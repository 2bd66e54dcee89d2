//! Parameterized statement execution.
//!
//! # Responsibility
//! - Run one statement with positionally bound parameters.
//! - Materialize result rows as ordered field-name/value records.
//! - Classify and log store failures before they propagate.
//!
//! # Invariants
//! - Parameters are bound with `?N` placeholders only.
//! - Parameter values never reach the log; only statement kind, timing,
//!   row counts and error kind do.
//! - No retry is attempted here.

use log::{debug, error};
use rusqlite::ffi;
use rusqlite::types::{FromSql, Value, ValueRef};
use rusqlite::{params_from_iter, Connection, ErrorCode};
use std::error::Error;
use std::fmt::{Display, Formatter};
use std::time::Instant;

pub type QueryResult<T> = Result<T, QueryError>;

/// Store failure category derived from the SQLite result code.
#[derive(Debug, Clone, Copy, PartialEq, Eq)]
pub enum QueryErrorKind {
    /// `UNIQUE` or primary-key constraint rejected the write.
    UniqueViolation,
    /// `REFERENCES` constraint rejected the write.
    ForeignKeyViolation,
    /// Connectivity, syntax or any other failure.
    Other,
}

impl QueryErrorKind {
    fn as_str(self) -> &'static str {
        match self {
            Self::UniqueViolation => "unique_violation",
            Self::ForeignKeyViolation => "foreign_key_violation",
            Self::Other => "other",
        }
    }
}

/// Opaque statement failure carrying the underlying SQLite cause.
#[derive(Debug)]
pub struct QueryError {
    kind: QueryErrorKind,
    constraint: Option<String>,
    source: rusqlite::Error,
}

impl QueryError {
    pub fn kind(&self) -> QueryErrorKind {
        self.kind
    }

    /// Failing `table.column` list for unique violations, e.g.
    /// `drivers.identification_number`.
    pub fn constraint(&self) -> Option<&str> {
        self.constraint.as_deref()
    }

    pub fn is_unique_violation_on(&self, column: &str) -> bool {
        self.kind == QueryErrorKind::UniqueViolation
            && self
                .constraint
                .as_deref()
                .is_some_and(|value| value.split(',').any(|part| part.trim() == column))
    }
}

impl Display for QueryError {
    fn fmt(&self, f: &mut Formatter<'_>) -> std::fmt::Result {
        write!(f, "query failed ({}): {}", self.kind.as_str(), self.source)
    }
}

impl Error for QueryError {
    fn source(&self) -> Option<&(dyn Error + 'static)> {
        Some(&self.source)
    }
}

impl From<rusqlite::Error> for QueryError {
    fn from(value: rusqlite::Error) -> Self {
        let (kind, constraint) = classify(&value);
        Self {
            kind,
            constraint,
            source: value,
        }
    }
}

/// Error raised when a record field is absent or has an unexpected type.
#[derive(Debug, Clone, PartialEq, Eq)]
pub struct FieldError {
    pub column: String,
    pub message: String,
}

impl Display for FieldError {
    fn fmt(&self, f: &mut Formatter<'_>) -> std::fmt::Result {
        write!(f, "column `{}`: {}", self.column, self.message)
    }
}

impl Error for FieldError {}

/// One result row as ordered `(column, value)` pairs.
#[derive(Debug, Clone, PartialEq)]
pub struct Record {
    fields: Vec<(String, Value)>,
}

impl Record {
    /// Returns the raw value of `column`, if the row carries it.
    pub fn value(&self, column: &str) -> Option<&Value> {
        self.fields
            .iter()
            .find(|(name, _)| name == column)
            .map(|(_, value)| value)
    }

    /// Converts one field into `T`.
    pub fn get<T: FromSql>(&self, column: &str) -> Result<T, FieldError> {
        let value = self.value(column).ok_or_else(|| FieldError {
            column: column.to_string(),
            message: "missing from result row".to_string(),
        })?;
        T::column_result(ValueRef::from(value)).map_err(|err| FieldError {
            column: column.to_string(),
            message: err.to_string(),
        })
    }

}

/// Thin statement runner over a borrowed connection.
#[derive(Clone, Copy)]
pub struct QueryExecutor<'conn> {
    conn: &'conn Connection,
}

impl<'conn> QueryExecutor<'conn> {
    pub fn new(conn: &'conn Connection) -> Self {
        Self { conn }
    }

    /// Executes a statement and returns every produced row.
    ///
    /// Reads return their rows in store order unless the statement orders
    /// them; writes return rows only when the statement has `RETURNING`.
    pub fn execute(&self, sql: &str, params: &[Value]) -> QueryResult<Vec<Record>> {
        let started_at = Instant::now();
        match self.collect_rows(sql, params) {
            Ok(records) => {
                debug!(
                    "event=query_execute module=db status=ok statement={} duration_ms={} rows={}",
                    statement_kind(sql),
                    started_at.elapsed().as_millis(),
                    records.len()
                );
                Ok(records)
            }
            Err(err) => Err(log_failure(sql, started_at, err.into())),
        }
    }

    /// Executes a write statement and returns the affected-row count.
    pub fn execute_count(&self, sql: &str, params: &[Value]) -> QueryResult<usize> {
        let started_at = Instant::now();
        let outcome = self
            .conn
            .prepare(sql)
            .and_then(|mut stmt| stmt.execute(params_from_iter(params.iter())));
        match outcome {
            Ok(changed) => {
                debug!(
                    "event=query_execute module=db status=ok statement={} duration_ms={} changed={}",
                    statement_kind(sql),
                    started_at.elapsed().as_millis(),
                    changed
                );
                Ok(changed)
            }
            Err(err) => Err(log_failure(sql, started_at, err.into())),
        }
    }

    fn collect_rows(&self, sql: &str, params: &[Value]) -> rusqlite::Result<Vec<Record>> {
        let mut stmt = self.conn.prepare(sql)?;
        let columns: Vec<String> = stmt
            .column_names()
            .into_iter()
            .map(str::to_string)
            .collect();

        let mut rows = stmt.query(params_from_iter(params.iter()))?;
        let mut records = Vec::new();
        while let Some(row) = rows.next()? {
            let mut fields = Vec::with_capacity(columns.len());
            for (index, column) in columns.iter().enumerate() {
                fields.push((column.clone(), row.get::<_, Value>(index)?));
            }
            records.push(Record { fields });
        }
        Ok(records)
    }
}

fn log_failure(sql: &str, started_at: Instant, err: QueryError) -> QueryError {
    error!(
        "event=query_execute module=db status=error statement={} duration_ms={} error_kind={} error={}",
        statement_kind(sql),
        started_at.elapsed().as_millis(),
        err.kind.as_str(),
        err.source
    );
    err
}

fn classify(err: &rusqlite::Error) -> (QueryErrorKind, Option<String>) {
    if let rusqlite::Error::SqliteFailure(failure, message) = err {
        if failure.code == ErrorCode::ConstraintViolation {
            match failure.extended_code {
                ffi::SQLITE_CONSTRAINT_UNIQUE | ffi::SQLITE_CONSTRAINT_PRIMARYKEY => {
                    // SQLite reports "UNIQUE constraint failed: table.col[, table.col]".
                    let constraint = message
                        .as_deref()
                        .and_then(|text| text.split_once(": "))
                        .map(|(_, columns)| columns.trim().to_string());
                    return (QueryErrorKind::UniqueViolation, constraint);
                }
                ffi::SQLITE_CONSTRAINT_FOREIGNKEY => {
                    return (QueryErrorKind::ForeignKeyViolation, None);
                }
                _ => {}
            }
        }
    }
    (QueryErrorKind::Other, None)
}

fn statement_kind(sql: &str) -> String {
    sql.split_whitespace()
        .next()
        .unwrap_or("unknown")
        .to_ascii_lowercase()
}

## TASK DESCRIPTION
Only the lines from the start of the material through the line containing "pub struct QueryError" belong in the answer, each copied exactly.

## TASK RESULT
repository 2bd66e54dcee89d2
//! Parameterized statement execution.
//!
//! # Responsibility
//! - Run one statement with positionally bound parameters.
//! - Materialize result rows as ordered field-name/value records.
//! - Classify and log store failures before they propagate.
//!
//! # Invariants
//! - Parameters are bound with `?N` placeholders only.
//! - Parameter values never reach the log; only statement kind, timing,
//!   row counts and error kind do.
//! - No retry is attempted here.

use log::{debug, error};
use rusqlite::ffi;
use rusqlite::types::{FromSql, Value, ValueRef};
use rusqlite::{params_from_iter, Connection, ErrorCode};
use std::error::Error;
use std::fmt::{Display, Formatter};
use std::time::Instant;

pub type QueryResult<T> = Result<T, QueryError>;

/// Store failure category derived from the SQLite result code.
#[derive(Debug, Clone, Copy, PartialEq, Eq)]
pub enum QueryErrorKind {
    /// `UNIQUE` or primary-key constraint rejected the write.
    UniqueViolation,
    /// `REFERENCES` constraint rejected the write.
    ForeignKeyViolation,
    /// Connectivity, syntax or any other failure.
    Other,
}

impl QueryErrorKind {
    fn as_str(self) -> &'static str {
        match self {
            Self::UniqueViolation => "unique_violation",
            Self::ForeignKeyViolation => "foreign_key_violation",
            Self::Other => "other",
        }
    }
}

/// Opaque statement failure carrying the underlying SQLite cause.
#[derive(Debug)]
pub struct QueryError {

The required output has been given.